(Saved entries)
<<<<
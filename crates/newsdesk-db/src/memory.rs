//! In-memory implementation of the user and role stores.
//!
//! Backs the test suites and local runs without Postgres. State lives in
//! `tokio::sync::RwLock`-guarded maps and is lost on restart.
//!
//! The store also counts role lookups and can be told to fail or to stall
//! role lookups, so callers can observe caching and single-flight behavior.

use std::collections::HashMap;
use std::sync::Arc;
use std::sync::atomic::{AtomicBool, AtomicUsize, Ordering};
use std::time::Duration;

use async_trait::async_trait;
use chrono::{DateTime, Utc};
use newsdesk_models::{NewUser, Role, User, UserCredentials, UserId};
use tokio::sync::RwLock;

use crate::store::{RoleStore, StoreError, StoreResult, UserStore};

#[derive(Debug, Default)]
struct Inner {
    users: RwLock<HashMap<UserId, UserCredentials>>,
    roles: RwLock<HashMap<String, Role>>,
    role_queries: AtomicUsize,
    role_delay_ms: AtomicUsize,
    fail_roles: AtomicBool,
    fail_activity: AtomicBool,
}

#[derive(Debug, Clone, Default)]
pub struct MemoryStore {
    inner: Arc<Inner>,
}

impl MemoryStore {
    pub fn new() -> Self {
        Self::default()
    }

    /// Inserts a fully-formed user record, replacing any with the same id.
    pub async fn insert_user(&self, user: User, password_hash: impl Into<String>) {
        let creds = UserCredentials {
            user,
            password: password_hash.into(),
        };
        self.inner.users.write().await.insert(creds.user.id, creds);
    }

    pub async fn user(&self, id: UserId) -> Option<User> {
        self.inner.users.read().await.get(&id).map(|c| c.user.clone())
    }

    /// Mutates a stored user in place.
    pub async fn update_user(&self, id: UserId, f: impl FnOnce(&mut User)) {
        if let Some(creds) = self.inner.users.write().await.get_mut(&id) {
            f(&mut creds.user);
        }
    }

    /// Number of `permissions_for_role` calls served so far.
    pub fn role_queries(&self) -> usize {
        self.inner.role_queries.load(Ordering::SeqCst)
    }

    /// Makes each role lookup sleep first, widening race windows in tests.
    pub fn set_role_delay(&self, delay: Duration) {
        self.inner
            .role_delay_ms
            .store(delay.as_millis() as usize, Ordering::SeqCst);
    }

    pub fn fail_role_lookups(&self, fail: bool) {
        self.inner.fail_roles.store(fail, Ordering::SeqCst);
    }

    pub fn fail_activity_updates(&self, fail: bool) {
        self.inner.fail_activity.store(fail, Ordering::SeqCst);
    }

    fn unavailable(what: &str) -> StoreError {
        StoreError::Unexpected(anyhow::anyhow!("{what}: store unavailable"))
    }
}

#[async_trait]
impl UserStore for MemoryStore {
    async fn find_by_id(&self, id: UserId) -> StoreResult<Option<User>> {
        Ok(self.user(id).await)
    }

    async fn find_credentials_by_email(
        &self,
        email: &str,
    ) -> StoreResult<Option<UserCredentials>> {
        let users = self.inner.users.read().await;
        Ok(users
            .values()
            .find(|c| c.user.email.eq_ignore_ascii_case(email))
            .cloned())
    }

    async fn touch_last_activity(&self, id: UserId, at: DateTime<Utc>) -> StoreResult<()> {
        if self.inner.fail_activity.load(Ordering::SeqCst) {
            return Err(Self::unavailable("touch_last_activity"));
        }
        self.update_user(id, |u| u.last_activity = Some(at)).await;
        Ok(())
    }

    async fn record_failed_login(&self, id: UserId) -> StoreResult<i32> {
        let mut users = self.inner.users.write().await;
        let creds = users
            .get_mut(&id)
            .ok_or_else(|| StoreError::NotFound(format!("user {id}")))?;
        creds.user.failed_login_attempts += 1;
        Ok(creds.user.failed_login_attempts)
    }

    async fn lock_account(&self, id: UserId, until: DateTime<Utc>) -> StoreResult<()> {
        self.update_user(id, |u| u.lock_until = Some(until)).await;
        Ok(())
    }

    async fn reset_failed_logins(&self, id: UserId) -> StoreResult<()> {
        self.update_user(id, |u| {
            u.failed_login_attempts = 0;
            u.lock_until = None;
        })
        .await;
        Ok(())
    }

    async fn create_user(&self, new: NewUser) -> StoreResult<User> {
        let mut users = self.inner.users.write().await;
        if users
            .values()
            .any(|c| c.user.email.eq_ignore_ascii_case(&new.email))
        {
            return Err(StoreError::Conflict(format!(
                "email {} already registered",
                new.email
            )));
        }
        let user = User {
            id: UserId::new(),
            name: new.name,
            email: new.email,
            role: new.role,
            status: new.status,
            lock_until: None,
            last_activity: None,
            failed_login_attempts: 0,
            created_at: Utc::now(),
        };
        users.insert(
            user.id,
            UserCredentials {
                user: user.clone(),
                password: new.password_hash,
            },
        );
        Ok(user)
    }
}

#[async_trait]
impl RoleStore for MemoryStore {
    async fn permissions_for_role(&self, role: &str) -> StoreResult<Option<Vec<String>>> {
        self.inner.role_queries.fetch_add(1, Ordering::SeqCst);
        let delay = self.inner.role_delay_ms.load(Ordering::SeqCst);
        if delay > 0 {
            tokio::time::sleep(Duration::from_millis(delay as u64)).await;
        }
        if self.inner.fail_roles.load(Ordering::SeqCst) {
            return Err(Self::unavailable("permissions_for_role"));
        }
        let roles = self.inner.roles.read().await;
        Ok(roles.get(role).map(|r| r.permissions.clone()))
    }

    async fn set_permissions(
        &self,
        role: &str,
        permissions: &[String],
        description: Option<&str>,
    ) -> StoreResult<Role> {
        let mut roles = self.inner.roles.write().await;
        let entry = roles.entry(role.to_string()).or_insert_with(|| Role {
            name: role.to_string(),
            description: None,
            permissions: Vec::new(),
            updated_at: Utc::now(),
        });
        entry.permissions = permissions.to_vec();
        if let Some(description) = description {
            entry.description = Some(description.to_string());
        }
        entry.updated_at = Utc::now();
        Ok(entry.clone())
    }

    async fn list_roles(&self) -> StoreResult<Vec<Role>> {
        let mut roles: Vec<Role> = self.inner.roles.read().await.values().cloned().collect();
        roles.sort_by(|a, b| a.name.cmp(&b.name));
        Ok(roles)
    }
}

#[cfg(test)]
mod tests {
    use super::*;
    use newsdesk_models::AccountStatus;

    fn new_user(email: &str) -> NewUser {
        NewUser {
            name: "Test".into(),
            email: email.into(),
            role: "editor".into(),
            password_hash: "hash".into(),
            status: AccountStatus::Active,
        }
    }

    #[tokio::test]
    async fn test_create_and_find_user() {
        let store = MemoryStore::new();
        let user = store.create_user(new_user("a@example.com")).await.unwrap();

        assert_eq!(store.find_by_id(user.id).await.unwrap(), Some(user.clone()));
        let creds = store
            .find_credentials_by_email("A@Example.com")
            .await
            .unwrap()
            .unwrap();
        assert_eq!(creds.password, "hash");

        let dup = store.create_user(new_user("a@example.com")).await;
        assert!(matches!(dup, Err(StoreError::Conflict(_))));
    }

    #[tokio::test]
    async fn test_failed_login_counter_and_reset() {
        let store = MemoryStore::new();
        let user = store.create_user(new_user("b@example.com")).await.unwrap();

        assert_eq!(store.record_failed_login(user.id).await.unwrap(), 1);
        assert_eq!(store.record_failed_login(user.id).await.unwrap(), 2);
        store.lock_account(user.id, Utc::now()).await.unwrap();

        store.reset_failed_logins(user.id).await.unwrap();
        let user = store.user(user.id).await.unwrap();
        assert_eq!(user.failed_login_attempts, 0);
        assert!(user.lock_until.is_none());
    }

    #[tokio::test]
    async fn test_role_permissions_and_query_count() {
        let store = MemoryStore::new();
        assert_eq!(store.permissions_for_role("editor").await.unwrap(), None);

        store
            .set_permissions("editor", &["news.create".to_string()], Some("Editors"))
            .await
            .unwrap();
        assert_eq!(
            store.permissions_for_role("editor").await.unwrap(),
            Some(vec!["news.create".to_string()])
        );
        assert_eq!(store.role_queries(), 2);

        store.fail_role_lookups(true);
        assert!(store.permissions_for_role("editor").await.is_err());
    }
}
>>>>
REQUIREMENT:
The first line of the records and every line down to the line with "or to stall" must be quoted exactly; leave out all else.

ANSWER BELOW:
filename crates/newsdesk-db/src/memory.rs
//! In-memory implementation of the user and role stores.
//!
//! Backs the test suites and local runs without Postgres. State lives in
//! `tokio::sync::RwLock`-guarded maps and is lost on restart.
//!
//! The store also counts role lookups and can be told to fail or to stall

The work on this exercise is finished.